Ela serve como oposição artificial a Helena, já que ela não quer competir mas ajudar a menina e o irmão. Ela não é ciumenta ou apegada, mas cuida com selo da casa e acaba sendo senhora de lá até que todos descobrem a origem dúbia que sua família teve e aí todos mudam e a abandonam sentimentalmente. 

Helena sabe cantar e tem mil talentos, sabe cavalgar melhor que os homens. Helena é pura, por isso absolvida por seu fim. Enquanto que Capitu é condenada pela permanência da dúvida como lição de moral. 

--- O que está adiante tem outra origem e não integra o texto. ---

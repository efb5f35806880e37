//! In-memory bitmaps and the image file formats the renderer reads and writes.

use crate::error::ExportError;
use crate::math::luminance;
use crate::Float;
use std::path::Path;

pub mod exr;
pub mod raster;

#[derive(Clone, Copy, Debug, PartialEq, Eq)]
pub enum PixelFormat {
    Y,
    YA,
    Rgb,
    Rgba,
}

impl PixelFormat {
    pub fn channel_count(self) -> usize {
        match self {
            PixelFormat::Y => 1,
            PixelFormat::YA => 2,
            PixelFormat::Rgb => 3,
            PixelFormat::Rgba => 4,
        }
    }

    pub fn has_alpha(self) -> bool {
        matches!(self, PixelFormat::YA | PixelFormat::Rgba)
    }
}

#[derive(Clone, Copy, Debug, PartialEq, Eq)]
pub enum ComponentFormat {
    UInt8,
    Float32,
}

#[derive(Clone, Copy, Debug, PartialEq, Eq)]
pub enum FileFormat {
    Png,
    OpenExr,
    Ppm,
    Rgbe,
}

impl FileFormat {
    pub fn from_path(path: &Path) -> Option<Self> {
        let ext = path.extension()?.to_str()?.to_ascii_lowercase();
        match ext.as_str() {
            "png" => Some(FileFormat::Png),
            "exr" => Some(FileFormat::OpenExr),
            "ppm" => Some(FileFormat::Ppm),
            "hdr" | "rgbe" => Some(FileFormat::Rgbe),
            _ => None,
        }
    }
}

#[derive(Clone, Debug, PartialEq)]
pub enum PixelData {
    UInt8(Vec<u8>),
    Float32(Vec<f32>),
}

/// A two dimensional pixel buffer, stored row by row starting at the top left.
#[derive(Clone, Debug, PartialEq)]
pub struct Bitmap {
    pixel_format: PixelFormat,
    width: u32,
    height: u32,
    /// Whether the stored values are sRGB encoded rather than linear.
    srgb_gamma: bool,
    data: PixelData,
}

impl Bitmap {
    /// A zero filled bitmap. 8-bit bitmaps are tagged as sRGB encoded, float bitmaps as linear.
    pub fn new(pixel_format: PixelFormat, component: ComponentFormat, width: u32, height: u32) -> Self {
        let len = width as usize * height as usize * pixel_format.channel_count();
        let (data, srgb_gamma) = match component {
            ComponentFormat::UInt8 => (PixelData::UInt8(vec![0; len]), true),
            ComponentFormat::Float32 => (PixelData::Float32(vec![0.0; len]), false),
        };
        Self { pixel_format, width, height, srgb_gamma, data }
    }

    /// Wraps linear float data.
    ///
    /// # Panics
    /// If `data` does not hold exactly `width * height` pixels of `pixel_format`.
    pub fn from_f32(pixel_format: PixelFormat, width: u32, height: u32, data: Vec<f32>) -> Self {
        assert_eq!(
            data.len(),
            width as usize * height as usize * pixel_format.channel_count(),
            "pixel data does not match a {}x{} {:?} bitmap", width, height, pixel_format
        );
        Self { pixel_format, width, height, srgb_gamma: false, data: PixelData::Float32(data) }
    }

    pub fn from_rgb_f32(width: u32, height: u32, data: Vec<f32>) -> Self {
        Self::from_f32(PixelFormat::Rgb, width, height, data)
    }

    /// Wraps 8-bit data, tagged with the given transfer curve.
    ///
    /// # Panics
    /// If `data` does not hold exactly `width * height` pixels of `pixel_format`.
    pub fn from_u8(pixel_format: PixelFormat, width: u32, height: u32, data: Vec<u8>, srgb_gamma: bool) -> Self {
        assert_eq!(
            data.len(),
            width as usize * height as usize * pixel_format.channel_count(),
            "pixel data does not match a {}x{} {:?} bitmap", width, height, pixel_format
        );
        Self { pixel_format, width, height, srgb_gamma, data: PixelData::UInt8(data) }
    }

    pub fn width(&self) -> u32 {
        self.width
    }

    pub fn height(&self) -> u32 {
        self.height
    }

    pub fn size(&self) -> (u32, u32) {
        (self.width, self.height)
    }

    pub fn pixel_format(&self) -> PixelFormat {
        self.pixel_format
    }

    pub fn component_format(&self) -> ComponentFormat {
        match self.data {
            PixelData::UInt8(_) => ComponentFormat::UInt8,
            PixelData::Float32(_) => ComponentFormat::Float32,
        }
    }

    pub fn srgb_gamma(&self) -> bool {
        self.srgb_gamma
    }

    pub fn channel_count(&self) -> usize {
        self.pixel_format.channel_count()
    }

    pub fn data(&self) -> &PixelData {
        &self.data
    }

    pub fn as_f32(&self) -> Option<&[f32]> {
        match &self.data {
            PixelData::Float32(v) => Some(v),
            PixelData::UInt8(_) => None,
        }
    }

    pub fn as_u8(&self) -> Option<&[u8]> {
        match &self.data {
            PixelData::UInt8(v) => Some(v),
            PixelData::Float32(_) => None,
        }
    }

    /// The stored components of pixel `(x, y)` as floats, without undoing any transfer curve.
    /// 8-bit values are normalized to `[0, 1]`.
    pub fn pixel(&self, x: u32, y: u32) -> Vec<Float> {
        let n = self.channel_count();
        let start = (y as usize * self.width as usize + x as usize) * n;
        match &self.data {
            PixelData::Float32(v) => v[start..start + n].to_vec(),
            PixelData::UInt8(v) => v[start..start + n].iter().map(|&c| c as Float / 255.0).collect(),
        }
    }

    /// Linear float components, one pixel at a time.
    fn linear_pixels(&self) -> Vec<f32> {
        let n = self.channel_count();
        let alpha = if self.pixel_format.has_alpha() { Some(n - 1) } else { None };
        let decode = |i: usize, v: Float| {
            if self.srgb_gamma && Some(i % n) != alpha { inverse_gamma_correct(v) } else { v }
        };
        match &self.data {
            PixelData::Float32(v) => v.iter().enumerate().map(|(i, &c)| decode(i, c)).collect(),
            PixelData::UInt8(v) => v.iter().enumerate().map(|(i, &c)| decode(i, c as Float / 255.0)).collect(),
        }
    }

    /// Converts to another pixel format, component format and transfer curve.
    ///
    /// Channel conversion happens on linear values: luminance uses Rec.709 weights and a
    /// missing alpha channel is filled with 1. When `srgb_gamma` is set the color channels of
    /// the result are sRGB encoded, otherwise they are linear. Converting to 8-bit clamps to
    /// `[0, 1]` and rounds.
    pub fn convert(&self, pixel_format: PixelFormat, component: ComponentFormat, srgb_gamma: bool) -> Bitmap {
        let src_n = self.channel_count();
        let dst_n = pixel_format.channel_count();
        let linear = self.linear_pixels();

        let mut out = Vec::with_capacity(self.width as usize * self.height as usize * dst_n);
        for px in linear.chunks_exact(src_n) {
            let (rgb, alpha) = match self.pixel_format {
                PixelFormat::Y => ([px[0]; 3], 1.0),
                PixelFormat::YA => ([px[0]; 3], px[1]),
                PixelFormat::Rgb => ([px[0], px[1], px[2]], 1.0),
                PixelFormat::Rgba => ([px[0], px[1], px[2]], px[3]),
            };
            let encode = |v: Float| if srgb_gamma { gamma_correct(v) } else { v };
            match pixel_format {
                PixelFormat::Y => out.push(encode(luminance(rgb))),
                PixelFormat::YA => {
                    out.push(encode(luminance(rgb)));
                    out.push(alpha);
                }
                PixelFormat::Rgb => out.extend(rgb.iter().map(|&c| encode(c))),
                PixelFormat::Rgba => {
                    out.extend(rgb.iter().map(|&c| encode(c)));
                    out.push(alpha);
                }
            }
        }

        let data = match component {
            ComponentFormat::Float32 => PixelData::Float32(out),
            ComponentFormat::UInt8 => PixelData::UInt8(out.into_iter().map(quantize).collect()),
        };
        Bitmap { pixel_format, width: self.width, height: self.height, srgb_gamma, data }
    }

    /// Linear float copy with the color channels scaled by `2^stops`.
    pub fn with_exposure(&self, stops: Float) -> Bitmap {
        let mut linear = self.convert(self.pixel_format, ComponentFormat::Float32, false);
        if stops == 0.0 {
            return linear;
        }
        let scale = stops.exp2();
        let n = linear.channel_count();
        let alpha = if linear.pixel_format.has_alpha() { Some(n - 1) } else { None };
        if let PixelData::Float32(v) = &mut linear.data {
            for (i, c) in v.iter_mut().enumerate() {
                if Some(i % n) != alpha {
                    *c *= scale;
                }
            }
        }
        linear
    }

    /// Writes the bitmap, picking the file format from the extension of `path`.
    pub fn write(&self, path: impl AsRef<Path>) -> Result<(), ExportError> {
        let path = path.as_ref();
        let format = FileFormat::from_path(path)
            .ok_or_else(|| ExportError::UnsupportedFormat(path.to_path_buf()))?;
        self.write_with_format(path, format)
    }

    pub fn write_with_format(&self, path: impl AsRef<Path>, format: FileFormat) -> Result<(), ExportError> {
        let path = path.as_ref();
        tracing::debug!(path = %path.display(), ?format, width = self.width, height = self.height, "writing bitmap");
        match format {
            FileFormat::Png => raster::write_png(self, path),
            FileFormat::Ppm => raster::write_ppm(self, path),
            FileFormat::Rgbe => raster::write_hdr(self, path),
            FileFormat::OpenExr => exr::write_exr(self, path),
        }
    }

    /// Reads a PNG, PPM or OpenEXR file.
    pub fn read(path: impl AsRef<Path>) -> Result<Bitmap, ExportError> {
        let path = path.as_ref();
        match FileFormat::from_path(path) {
            Some(FileFormat::OpenExr) => exr::read_exr(path),
            Some(FileFormat::Png) | Some(FileFormat::Ppm) => raster::read_ldr(path),
            _ => Err(ExportError::UnsupportedFormat(path.to_path_buf())),
        }
    }
}

fn quantize(v: Float) -> u8 {
    (v.clamp(0.0, 1.0) * 255.0).round() as u8
}

pub fn gamma_correct(v: Float) -> Float {
    if v <= 0.0031308 {
        12.92 * v
    } else {
        1.055 * v.powf(1.0 / 2.4) - 0.055
    }
}

pub fn inverse_gamma_correct(v: Float) -> Float {
    if v <= 0.04045 {
        v * 1.0 / 12.92
    } else {
        ((v + 0.055) * 1.0 / 1.055).powf(2.4)
    }
}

Mas seu irmão esquece Eugênia (sua noiva) e começa a se interessar pela irmã adotiva, querendo vetar seu casamento, ainda argumentando ela escondia amizades. Luis era um médico que se apaixonou por Helena, mas desiste quando descobre sobre seu passado. 


De qualquer maneira, vemos o resultado do moralismo de uma sociedade meio largada a sorte de seus arquétipos mais sombrios, o homem que trai, o casal que foge e se separa, a mulher separada e por fim, a amante de luxo conquistada pelo sistema por um homem que pôde prover pela sua filha quando o pai estava ausente. 


É Machado fazendo quase uma propaganda de um progressismo no catolicismo e chamando por uma autonomia na igreja de decidir ficar ao lado dos mais fracos e não dos mais poderosos e suas sinas inexplicáveis. O padra podia pensar como Estácio, mas decide ficar ao lado de Helena, mas ela mesmo não quer viver naquele mundo cruel. Sua expiação é uma lição na moralidade em si.